Among the entries below, find the lines with the word "CameraFormat" and copy them.
----- Provided data -----
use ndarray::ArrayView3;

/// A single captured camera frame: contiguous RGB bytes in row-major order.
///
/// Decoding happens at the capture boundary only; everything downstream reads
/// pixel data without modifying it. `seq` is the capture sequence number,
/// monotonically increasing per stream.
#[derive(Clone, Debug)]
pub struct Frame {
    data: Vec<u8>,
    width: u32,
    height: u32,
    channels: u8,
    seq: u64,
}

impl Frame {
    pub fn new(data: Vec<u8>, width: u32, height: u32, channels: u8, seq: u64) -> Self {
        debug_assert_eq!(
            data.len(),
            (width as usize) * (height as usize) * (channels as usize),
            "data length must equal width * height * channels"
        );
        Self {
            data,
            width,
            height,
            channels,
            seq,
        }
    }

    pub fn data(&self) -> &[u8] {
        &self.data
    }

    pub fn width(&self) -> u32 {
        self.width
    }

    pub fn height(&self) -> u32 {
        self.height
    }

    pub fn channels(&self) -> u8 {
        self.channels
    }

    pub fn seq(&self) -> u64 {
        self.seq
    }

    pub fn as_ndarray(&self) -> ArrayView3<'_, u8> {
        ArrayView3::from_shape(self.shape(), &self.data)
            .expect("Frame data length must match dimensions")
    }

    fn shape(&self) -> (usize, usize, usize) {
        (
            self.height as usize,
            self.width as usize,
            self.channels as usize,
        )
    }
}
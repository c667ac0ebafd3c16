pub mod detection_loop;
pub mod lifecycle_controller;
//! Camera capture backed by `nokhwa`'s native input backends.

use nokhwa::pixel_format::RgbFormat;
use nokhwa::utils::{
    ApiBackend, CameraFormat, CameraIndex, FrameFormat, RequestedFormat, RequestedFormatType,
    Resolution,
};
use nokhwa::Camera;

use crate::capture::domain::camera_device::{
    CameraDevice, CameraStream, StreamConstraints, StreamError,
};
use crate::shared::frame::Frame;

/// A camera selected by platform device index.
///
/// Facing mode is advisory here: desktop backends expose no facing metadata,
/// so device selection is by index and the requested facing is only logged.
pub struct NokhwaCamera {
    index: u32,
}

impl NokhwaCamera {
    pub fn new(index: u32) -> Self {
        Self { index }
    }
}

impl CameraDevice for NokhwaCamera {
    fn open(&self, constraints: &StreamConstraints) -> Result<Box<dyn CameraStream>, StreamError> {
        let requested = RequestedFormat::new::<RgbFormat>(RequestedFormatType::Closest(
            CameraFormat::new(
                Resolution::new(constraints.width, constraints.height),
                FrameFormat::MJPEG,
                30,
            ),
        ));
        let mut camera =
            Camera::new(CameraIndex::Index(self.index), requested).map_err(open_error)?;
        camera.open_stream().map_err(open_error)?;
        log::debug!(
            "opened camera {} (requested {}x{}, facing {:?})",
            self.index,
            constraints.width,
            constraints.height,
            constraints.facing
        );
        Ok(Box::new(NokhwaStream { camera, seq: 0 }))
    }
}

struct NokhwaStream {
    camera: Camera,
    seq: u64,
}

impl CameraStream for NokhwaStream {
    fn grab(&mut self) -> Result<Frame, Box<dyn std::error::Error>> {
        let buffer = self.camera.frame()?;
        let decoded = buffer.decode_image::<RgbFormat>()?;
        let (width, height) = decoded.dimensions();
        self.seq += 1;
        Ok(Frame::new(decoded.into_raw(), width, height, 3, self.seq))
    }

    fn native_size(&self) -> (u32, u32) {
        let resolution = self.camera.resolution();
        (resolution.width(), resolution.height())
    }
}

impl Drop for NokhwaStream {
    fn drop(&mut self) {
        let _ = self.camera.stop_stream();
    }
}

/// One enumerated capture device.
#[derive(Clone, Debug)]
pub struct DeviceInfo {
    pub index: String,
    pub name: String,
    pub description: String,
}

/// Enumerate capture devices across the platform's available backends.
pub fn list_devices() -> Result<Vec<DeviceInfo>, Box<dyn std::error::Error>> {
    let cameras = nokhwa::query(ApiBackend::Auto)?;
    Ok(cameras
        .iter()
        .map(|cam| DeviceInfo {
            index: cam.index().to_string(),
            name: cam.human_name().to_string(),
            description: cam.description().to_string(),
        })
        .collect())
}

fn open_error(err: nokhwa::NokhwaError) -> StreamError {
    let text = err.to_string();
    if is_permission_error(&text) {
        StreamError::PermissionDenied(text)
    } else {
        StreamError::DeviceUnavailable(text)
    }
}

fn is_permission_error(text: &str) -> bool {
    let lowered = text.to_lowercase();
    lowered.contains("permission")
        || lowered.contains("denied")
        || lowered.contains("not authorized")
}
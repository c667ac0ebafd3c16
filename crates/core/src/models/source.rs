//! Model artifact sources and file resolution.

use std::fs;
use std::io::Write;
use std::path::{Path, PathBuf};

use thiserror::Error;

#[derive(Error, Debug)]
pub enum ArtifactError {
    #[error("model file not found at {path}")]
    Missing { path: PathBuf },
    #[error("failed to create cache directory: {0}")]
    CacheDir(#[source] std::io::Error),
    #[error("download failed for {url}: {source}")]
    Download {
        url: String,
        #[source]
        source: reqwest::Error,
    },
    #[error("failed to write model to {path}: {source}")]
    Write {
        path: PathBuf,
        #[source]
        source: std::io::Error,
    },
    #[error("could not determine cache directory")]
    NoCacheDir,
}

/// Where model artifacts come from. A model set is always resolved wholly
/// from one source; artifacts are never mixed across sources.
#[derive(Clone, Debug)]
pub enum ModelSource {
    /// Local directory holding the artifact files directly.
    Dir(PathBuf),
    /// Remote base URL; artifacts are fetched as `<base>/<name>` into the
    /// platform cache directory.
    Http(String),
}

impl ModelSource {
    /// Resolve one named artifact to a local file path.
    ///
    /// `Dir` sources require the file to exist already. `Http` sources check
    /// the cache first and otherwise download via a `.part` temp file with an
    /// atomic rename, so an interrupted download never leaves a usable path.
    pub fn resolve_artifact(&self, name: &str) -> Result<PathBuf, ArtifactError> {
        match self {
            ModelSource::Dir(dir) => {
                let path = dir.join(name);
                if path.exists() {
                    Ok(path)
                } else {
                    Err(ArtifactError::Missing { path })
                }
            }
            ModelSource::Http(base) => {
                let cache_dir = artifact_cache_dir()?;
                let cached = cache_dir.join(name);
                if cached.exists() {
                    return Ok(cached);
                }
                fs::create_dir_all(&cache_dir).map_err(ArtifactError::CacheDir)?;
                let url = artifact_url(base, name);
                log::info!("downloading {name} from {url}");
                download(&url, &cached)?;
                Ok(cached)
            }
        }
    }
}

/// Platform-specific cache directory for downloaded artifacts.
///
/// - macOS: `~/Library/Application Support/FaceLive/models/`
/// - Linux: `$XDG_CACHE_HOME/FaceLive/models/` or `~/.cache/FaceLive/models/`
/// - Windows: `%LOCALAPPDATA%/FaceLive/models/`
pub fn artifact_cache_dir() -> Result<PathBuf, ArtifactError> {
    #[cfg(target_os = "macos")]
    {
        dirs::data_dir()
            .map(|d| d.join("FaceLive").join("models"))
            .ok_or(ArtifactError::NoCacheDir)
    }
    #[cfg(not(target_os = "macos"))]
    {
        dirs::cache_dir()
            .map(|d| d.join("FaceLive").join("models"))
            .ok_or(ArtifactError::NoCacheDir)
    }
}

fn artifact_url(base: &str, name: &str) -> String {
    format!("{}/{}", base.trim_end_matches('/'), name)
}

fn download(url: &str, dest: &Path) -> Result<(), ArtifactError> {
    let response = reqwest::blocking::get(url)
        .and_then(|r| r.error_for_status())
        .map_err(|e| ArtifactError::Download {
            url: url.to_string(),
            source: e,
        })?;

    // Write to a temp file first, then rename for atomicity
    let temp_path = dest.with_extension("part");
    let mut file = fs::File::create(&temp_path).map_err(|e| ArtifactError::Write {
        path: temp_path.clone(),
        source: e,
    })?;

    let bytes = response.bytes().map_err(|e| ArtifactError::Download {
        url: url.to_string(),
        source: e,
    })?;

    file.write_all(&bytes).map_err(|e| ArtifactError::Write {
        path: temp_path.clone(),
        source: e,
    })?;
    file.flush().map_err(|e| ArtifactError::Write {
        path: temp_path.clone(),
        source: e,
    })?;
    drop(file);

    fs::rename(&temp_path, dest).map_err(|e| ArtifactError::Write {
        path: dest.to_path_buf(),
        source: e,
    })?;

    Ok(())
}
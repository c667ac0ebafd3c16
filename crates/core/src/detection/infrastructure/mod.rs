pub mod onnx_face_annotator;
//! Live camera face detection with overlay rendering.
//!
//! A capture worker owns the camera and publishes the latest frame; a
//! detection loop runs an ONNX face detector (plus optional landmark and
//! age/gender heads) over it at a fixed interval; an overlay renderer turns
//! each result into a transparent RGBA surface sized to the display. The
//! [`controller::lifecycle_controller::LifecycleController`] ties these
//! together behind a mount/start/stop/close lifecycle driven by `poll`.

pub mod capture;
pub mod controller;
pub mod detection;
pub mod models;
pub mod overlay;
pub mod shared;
-----
Output for this exercise:
    ApiBackend, CameraFormat, CameraIndex, FrameFormat, RequestedFormat, RequestedFormatType,
            CameraFormat::new(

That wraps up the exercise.